Bazı insanlar konusunda emin olduğum tek şey er ya da geç beni hayal kırıklığına uğratacakları.
6. hissim hiç kuvvetli değil diye dolaşsam da bir insanın gelecekte beni kıracağını çok kolay seziyorum. He seziyorum da noluyor, pes mi ediyorum? Tabii ki hayır, aynı salaklıkta aynı körlükte devam. Sonra defalarca kırılıyorum. Bir de artık burcumun getirdiği özellik mi ne kırıldığımı da söyleyemiyorum ki bu en kötüsü. Kendi içimde yaşıyorum, onarmaya çalışıyorum. Ama onarmalarım o kadar acemice ki olmuyor eskisi gibi. İşte tam o anda kestirip atmak varken, karşı taraf bilmediği ve hak etmediği halde şans üzerine şans veriyorum. Verdiğim şansların her biri boşa çıkıyor gene beni şaşırtmayıp. E sonra n'oluyor, olan gene bana oluyor. Uzaklaşıyorum, yavaş yavaş hiç bir şey eskisi kadar çekici gelmiyor o insan hakkında, çekiliyorum hatta tabiri caizse "He" deyip geçiyorum. Sonra silinip gidiyor tarih sahnesinden bir şekilde.
Dışarıdan ne kadar dışa dönük gözüküyorsam, aslında o kadar da içime kapanığım. İnsanları kırmayı sevmiyorum. Hele değer verdiğim insanları kırmayı hiç sevmiyorum. Ödün vermek denemez ama bazen üzülmesinler diye o an onların istediği gibi olmaya çabalıyorum. Belki yanlış yapıyorum. Hatta, evet, yanlış yapıyorum. Ama bu benim ya, beni ben yapan da bu değil mi? Bir de duvarlarım var sevgili Blog. Dışarıdan çok yüksek durmayan, ama yakınlaştıkça yüksekliğin ne kadar büyük çaplı olduğunun görülebileceği bir duvar. 19 yıllık ahir hayatımda belki 3 belki de 2 insan girebildi o duvarlardan. Yıkmaya çalışanlar çok oldu, lakin başarı gösteren hiç olmadı. Benim de yıkmak istediğim zamanlar olmadı mı, tabii ki oldu. Ama sonra döndüm, bu duvarlar varken bile bu kadar inciniyorsan bir de bunlar olmadan ne olurdu? Benim için çok önemli olan "biri"sine sorarsak eğer, hiç bir şey olmazmış. Çok güçlüymüşüm. Ama ben o kadar güçlü hissetmiyorum. Hele şu 3 aylık süreçte. Ben artık birilerinin bana "Sen güçlüsün, sen üstesinden gelirsin vb." şeyleri demesini istemiyorum.
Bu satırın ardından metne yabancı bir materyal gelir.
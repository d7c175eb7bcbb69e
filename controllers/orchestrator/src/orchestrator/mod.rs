//! Request-side operations of the orchestrator.
//!
//! This module is organized by concern:
//! - `access`: caller lookup and organization-scoped authorization
//! - `provisioner`: VDC namespace, quota and network policy convergence
//! - `pipeline`: catalog item instantiation into a TemplateInstance
//! - `power`: VM and vApp power operations
//! - `deletion`: vApp and VM deletion
//! - `admin`: VDC and organization administration
//! - `catalog`: catalog item listing

pub mod access;
pub mod admin;
pub mod catalog;
pub mod deletion;
pub mod pipeline;
pub mod power;
pub mod provisioner;

use crate::config::Config;
use crate::error::OrchestratorError;
use crate::urn::UrnCodec;
use cluster_client::ClusterClientTrait;
use provisioner::NamespaceProvisioner;
use std::future::Future;
use std::sync::Arc;
use std::time::Duration;
use vcd_store::StoreTrait;

pub use access::{Action, Resource};
pub use admin::VdcParams;
pub use catalog::{CatalogItem, Page, PageResult};
pub use pipeline::InstantiateRequest;
pub use provisioner::{EnsureOutcome, NamespaceState};

/// Serves vApp, VM, VDC and catalog operations on behalf of a caller.
///
/// The cluster client is optional: without it the orchestrator runs in degraded mode,
/// recording vApps without materializing them and refusing power operations.
pub struct Orchestrator {
    pub(crate) store: Arc<dyn StoreTrait>,
    pub(crate) cluster: Option<Arc<dyn ClusterClientTrait>>,
    pub(crate) provisioner: Option<NamespaceProvisioner>,
    pub(crate) codec: UrnCodec,
    pub(crate) template_namespace: String,
    request_timeout: Duration,
}

impl Orchestrator {
    /// Build an orchestrator; without a cluster it runs in degraded mode
    pub fn new(store: Arc<dyn StoreTrait>, cluster: Option<Arc<dyn ClusterClientTrait>>, config: &Config) -> Self {
        let codec = UrnCodec::new(config.urn_prefix.clone());
        let provisioner = cluster
            .clone()
            .map(|c| NamespaceProvisioner::new(c, codec.clone(), config.network_isolation));
        Self {
            store,
            cluster,
            provisioner,
            codec,
            template_namespace: config.template_namespace.clone(),
            request_timeout: config.request_timeout,
        }
    }

    /// Handle codec used for every request
    pub fn codec(&self) -> &UrnCodec {
        &self.codec
    }

    /// Backing relational store
    pub fn store(&self) -> &Arc<dyn StoreTrait> {
        &self.store
    }

    /// Whether a cluster backend is configured
    pub fn has_cluster(&self) -> bool {
        self.cluster.is_some()
    }

    /// Cluster client, or `ClusterUnavailable` in degraded mode
    pub(crate) fn cluster(&self) -> Result<&Arc<dyn ClusterClientTrait>, OrchestratorError> {
        self.cluster
            .as_ref()
            .ok_or_else(|| OrchestratorError::ClusterUnavailable("no cluster backend configured".to_string()))
    }

    pub(crate) fn provisioner(&self) -> Result<&NamespaceProvisioner, OrchestratorError> {
        self.provisioner
            .as_ref()
            .ok_or_else(|| OrchestratorError::ClusterUnavailable("no cluster backend configured".to_string()))
    }

    /// Run an operation under the configured request deadline
    ///
    /// On expiry the operation future is dropped. Cluster writes already acknowledged
    /// stay in place and are picked up by the next reconciliation.
    pub async fn with_deadline<T, F>(&self, operation: F) -> Result<T, OrchestratorError>
    where
        F: Future<Output = Result<T, OrchestratorError>>,
    {
        match tokio::time::timeout(self.request_timeout, operation).await {
            Ok(result) => result,
            Err(_) => Err(OrchestratorError::DeadlineExceeded(self.request_timeout)),
        }
    }
}

impl std::fmt::Debug for Orchestrator {
    fn fmt(&self, f: &mut std::fmt::Formatter<'_>) -> std::fmt::Result {
        f.debug_struct("Orchestrator")
            .field("prefix", &self.codec.prefix())
            .field("cluster", &self.cluster.is_some())
            .field("template_namespace", &self.template_namespace)
            .field("request_timeout", &self.request_timeout)
            .finish()
    }
}

/// RFC 1123 label: lowercase alphanumerics and `-`, at most 63 characters, alphanumeric at both ends
pub(crate) fn is_dns_label(name: &str) -> bool {
    !name.is_empty()
        && name.len() <= 63
        && name.bytes().all(|b| b.is_ascii_lowercase() || b.is_ascii_digit() || b == b'-')
        && !name.starts_with('-')
        && !name.ends_with('-')
}

#[cfg(test)]
mod tests {
    use super::*;
    use crate::test_utils::fixture;

    #[test]
    fn test_is_dns_label() {
        assert!(is_dns_label("web-01"));
        assert!(is_dns_label("a"));
        assert!(!is_dns_label(""));
        assert!(!is_dns_label("-web"));
        assert!(!is_dns_label("web-"));
        assert!(!is_dns_label("Web"));
        assert!(!is_dns_label("web_01"));
        assert!(!is_dns_label(&"a".repeat(64)));
    }

    #[tokio::test]
    async fn test_with_deadline_expires() {
        let f = fixture().await;
        let config = Config {
            request_timeout: Duration::from_millis(10),
            ..Config::default()
        };
        let orchestrator = Orchestrator::new(f.orchestrator.store.clone(), None, &config);
        let result: Result<(), _> = orchestrator
            .with_deadline(async {
                tokio::time::sleep(Duration::from_secs(5)).await;
                Ok(())
            })
            .await;
        assert!(matches!(result, Err(OrchestratorError::DeadlineExceeded(_))));
    }

    #[tokio::test]
    async fn test_degraded_mode_has_no_cluster() {
        let f = fixture().await;
        let orchestrator = Orchestrator::new(f.orchestrator.store.clone(), None, &Config::default());
        assert!(!orchestrator.has_cluster());
        assert!(matches!(
            orchestrator.cluster(),
            Err(OrchestratorError::ClusterUnavailable(_))
        ));
    }
}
Ben de diğer hemcinslerim gibi birilerinin arkasına sığınmak istiyorum. Ben de artık üzülüp, parçalara ayrılıp birinin beni toparlamasını istiyorum. Ya da istemiyorum. Şu dünyada en nefret ettiğim şey "zayıf"lık.
Sorun da bu ya belki, ben ne istediğimi de bilmiyorum. Ama neyi istemediğimi biliyorum. Annemin hayat felsefesindeki gibi sürekli şikayet eden, sürekli olumsuz insanları istemiyorum. Belki seni de istemiyorum. Belki ben hiç "oralar"a dönmek de istemiyorum.
"Just because I'm losing, doesn't mean I'm lost. Doesn't mean I'll stop."